Assignment: Return the listing below in full, with every line exactly as it is.
** Opening Supplied records block **
use super::{AwaitingServerFinished, Established, HandshakeClient};
use crate::crypto::PremasterExchange;
use crate::error::Result;
use crate::handshake::FlightReader;
use crate::protocol::messages::Finished;

impl<E: PremasterExchange> HandshakeClient<AwaitingServerFinished, E> {
    /// Verifies the server's Finished and completes a full handshake.
    ///
    /// 验证服务器的 Finished 并完成完整握手。
    pub fn process_server_finished(mut self, flight: &[u8]) -> Result<HandshakeClient<Established, E>> {
        let mut reader = FlightReader::new(&self.context, flight);
        reader.expect::<Finished>(&mut self.context)?;
        reader.finish()?;
        tracing::debug!(protocol = ?self.context.protocol(), "client handshake established");
        Ok(self.transition())
    }
}
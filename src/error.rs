use thiserror::Error;

use crate::protocol::types::HandshakeType;

/// An error related to `bincode` serialization or deserialization.
///
/// This is a wrapper around `bincode`'s own error types to provide a more
/// consistent error handling experience within this crate.
///
/// 与 `bincode` 序列化或反序列化相关的错误。
///
/// 这是对 `bincode` 自身错误类型的包装，以便在此 crate 中提供更一致的错误处理体验。
#[derive(Error, Debug)]
pub enum BincodeError {
    /// An error occurred during serialization (encoding).
    ///
    /// 在序列化（编码）过程中发生错误。
    #[error("Encode error: {0}")]
    Enc(#[source] Box<bincode::error::EncodeError>),
    /// An error occurred during deserialization (decoding).
    ///
    /// 在反序列化（解码）过程中发生错误。
    #[error("Decode error: {0}")]
    Dec(#[source] Box<bincode::error::DecodeError>),
}

impl From<bincode::error::EncodeError> for BincodeError {
    fn from(err: bincode::error::EncodeError) -> Self {
        BincodeError::Enc(Box::from(err))
    }
}

impl From<bincode::error::DecodeError> for BincodeError {
    fn from(err: bincode::error::DecodeError) -> Self {
        BincodeError::Dec(Box::from(err))
    }
}

#[derive(Debug, Error)]
pub enum HandshakeError {
    /// The peer (or the local configuration) asked for a protocol version this
    /// engine cannot process. Fatal; there is no fallback at this layer.
    ///
    /// 对端（或本地配置）请求了本引擎无法处理的协议版本。致命错误，此层不做回退。
    #[error("security protocol 0x{0:04x} is not supported")]
    UnsupportedProtocol(u16),

    /// Not enough bytes are buffered to complete a frame. The caller should
    /// buffer at least `needed` more bytes and retry.
    ///
    /// 缓冲的字节不足以构成完整的帧。调用方应至少再缓冲 `needed` 个字节后重试。
    #[error("incomplete frame: {needed} more byte(s) required")]
    Incomplete { needed: usize },

    #[error("malformed handshake body: {0}")]
    Decode(&'static str),

    /// An outbound field does not fit its wire encoding.
    ///
    /// 出站字段无法放入其线路编码。
    #[error("cannot encode handshake body: {0}")]
    Encode(&'static str),

    #[error("unknown handshake type {0}")]
    UnknownHandshakeType(u8),

    #[error("unknown content type {0}")]
    UnknownContentType(u8),

    #[error("handshake message of {len} bytes exceeds the limit of {limit}")]
    MessageTooLarge { len: usize, limit: usize },

    #[error("record of {0} bytes exceeds the maximum record size")]
    RecordOverflow(usize),

    #[error("expected {expected:?} but received {found:?}")]
    UnexpectedMessage {
        expected: HandshakeType,
        found: Option<HandshakeType>,
    },

    /// Bytes followed the last message of a flight.
    ///
    /// 一批消息的最后一条之后仍有多余字节。
    #[error("{0} byte(s) follow the end of the flight")]
    TrailingData(usize),

    #[error("serialization or deserialization failed: {0}")]
    SerializationError(#[from] BincodeError),

    #[error("invalid state transition attempted")]
    InvalidState,

    #[error("received an unexpected or invalid message for the current state")]
    InvalidMessage,

    #[error("no cipher suite in common with the peer")]
    NoCommonCipherSuite,

    #[error("peer selected a compression method other than null")]
    CompressionUnsupported,

    #[error("finished message verification failed")]
    FinishedMismatch,

    #[error("premaster secret is malformed or carries the wrong version")]
    BadPremaster,

    #[error("key exchange failed: {0}")]
    Exchange(String),

    #[error("invalid configuration: {0}")]
    InvalidConfig(String),

    #[error("session cache lock was poisoned")]
    SessionCachePoisoned,

    #[error("invalid MAC key length")]
    InvalidKeyLength(#[from] hmac::digest::InvalidLength),
}

pub type Result<T> = std::result::Result<T, HandshakeError>;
** Closing Supplied records block **
Response to this exercise:
use super::{AwaitingServerFinished, Established, HandshakeClient};
use crate::crypto::PremasterExchange;
use crate::error::Result;
use crate::handshake::FlightReader;
use crate::protocol::messages::Finished;

impl<E: PremasterExchange> HandshakeClient<AwaitingServerFinished, E> {
    /// Verifies the server's Finished and completes a full handshake.
    ///
    /// 验证服务器的 Finished 并完成完整握手。
    pub fn process_server_finished(mut self, flight: &[u8]) -> Result<HandshakeClient<Established, E>> {
        let mut reader = FlightReader::new(&self.context, flight);
        reader.expect::<Finished>(&mut self.context)?;
        reader.finish()?;
        tracing::debug!(protocol = ?self.context.protocol(), "client handshake established");
        Ok(self.transition())
    }
}
filename src/error.rs
use thiserror::Error;

use crate::protocol::types::HandshakeType;

/// An error related to `bincode` serialization or deserialization.
///
/// This is a wrapper around `bincode`'s own error types to provide a more
/// consistent error handling experience within this crate.
///
/// 与 `bincode` 序列化或反序列化相关的错误。
///
/// 这是对 `bincode` 自身错误类型的包装，以便在此 crate 中提供更一致的错误处理体验。
#[derive(Error, Debug)]
pub enum BincodeError {
    /// An error occurred during serialization (encoding).
    ///
    /// 在序列化（编码）过程中发生错误。
    #[error("Encode error: {0}")]
    Enc(#[source] Box<bincode::error::EncodeError>),
    /// An error occurred during deserialization (decoding).
    ///
    /// 在反序列化（解码）过程中发生错误。
    #[error("Decode error: {0}")]
    Dec(#[source] Box<bincode::error::DecodeError>),
}

impl From<bincode::error::EncodeError> for BincodeError {
    fn from(err: bincode::error::EncodeError) -> Self {
        BincodeError::Enc(Box::from(err))
    }
}

impl From<bincode::error::DecodeError> for BincodeError {
    fn from(err: bincode::error::DecodeError) -> Self {
        BincodeError::Dec(Box::from(err))
    }
}

#[derive(Debug, Error)]
pub enum HandshakeError {
    /// The peer (or the local configuration) asked for a protocol version this
    /// engine cannot process. Fatal; there is no fallback at this layer.
    ///
    /// 对端（或本地配置）请求了本引擎无法处理的协议版本。致命错误，此层不做回退。
    #[error("security protocol 0x{0:04x} is not supported")]
    UnsupportedProtocol(u16),

    /// Not enough bytes are buffered to complete a frame. The caller should
    /// buffer at least `needed` more bytes and retry.
    ///
    /// 缓冲的字节不足以构成完整的帧。调用方应至少再缓冲 `needed` 个字节后重试。
    #[error("incomplete frame: {needed} more byte(s) required")]
    Incomplete { needed: usize },

    #[error("malformed handshake body: {0}")]
    Decode(&'static str),

    /// An outbound field does not fit its wire encoding.
    ///
    /// 出站字段无法放入其线路编码。
    #[error("cannot encode handshake body: {0}")]
    Encode(&'static str),

    #[error("unknown handshake type {0}")]
    UnknownHandshakeType(u8),

    #[error("unknown content type {0}")]
    UnknownContentType(u8),

    #[error("handshake message of {len} bytes exceeds the limit of {limit}")]
    MessageTooLarge { len: usize, limit: usize },

    #[error("record of {0} bytes exceeds the maximum record size")]
    RecordOverflow(usize),

    #[error("expected {expected:?} but received {found:?}")]
    UnexpectedMessage {
        expected: HandshakeType,
        found: Option<HandshakeType>,
    },

    /// Bytes followed the last message of a flight.
    ///
    /// 一批消息的最后一条之后仍有多余字节。
    #[error("{0} byte(s) follow the end of the flight")]
    TrailingData(usize),

    #[error("serialization or deserialization failed: {0}")]
    SerializationError(#[from] BincodeError),

    #[error("invalid state transition attempted")]
    InvalidState,

    #[error("received an unexpected or invalid message for the current state")]
    InvalidMessage,

    #[error("no cipher suite in common with the peer")]
    NoCommonCipherSuite,

    #[error("peer selected a compression method other than null")]
    CompressionUnsupported,

    #[error("finished message verification failed")]
    FinishedMismatch,

    #[error("premaster secret is malformed or carries the wrong version")]
    BadPremaster,

    #[error("key exchange failed: {0}")]
    Exchange(String),

    #[error("invalid configuration: {0}")]
    InvalidConfig(String),

    #[error("session cache lock was poisoned")]
    SessionCachePoisoned,

    #[error("invalid MAC key length")]
    InvalidKeyLength(#[from] hmac::digest::InvalidLength),
}

pub type Result<T> = std::result::Result<T, HandshakeError>;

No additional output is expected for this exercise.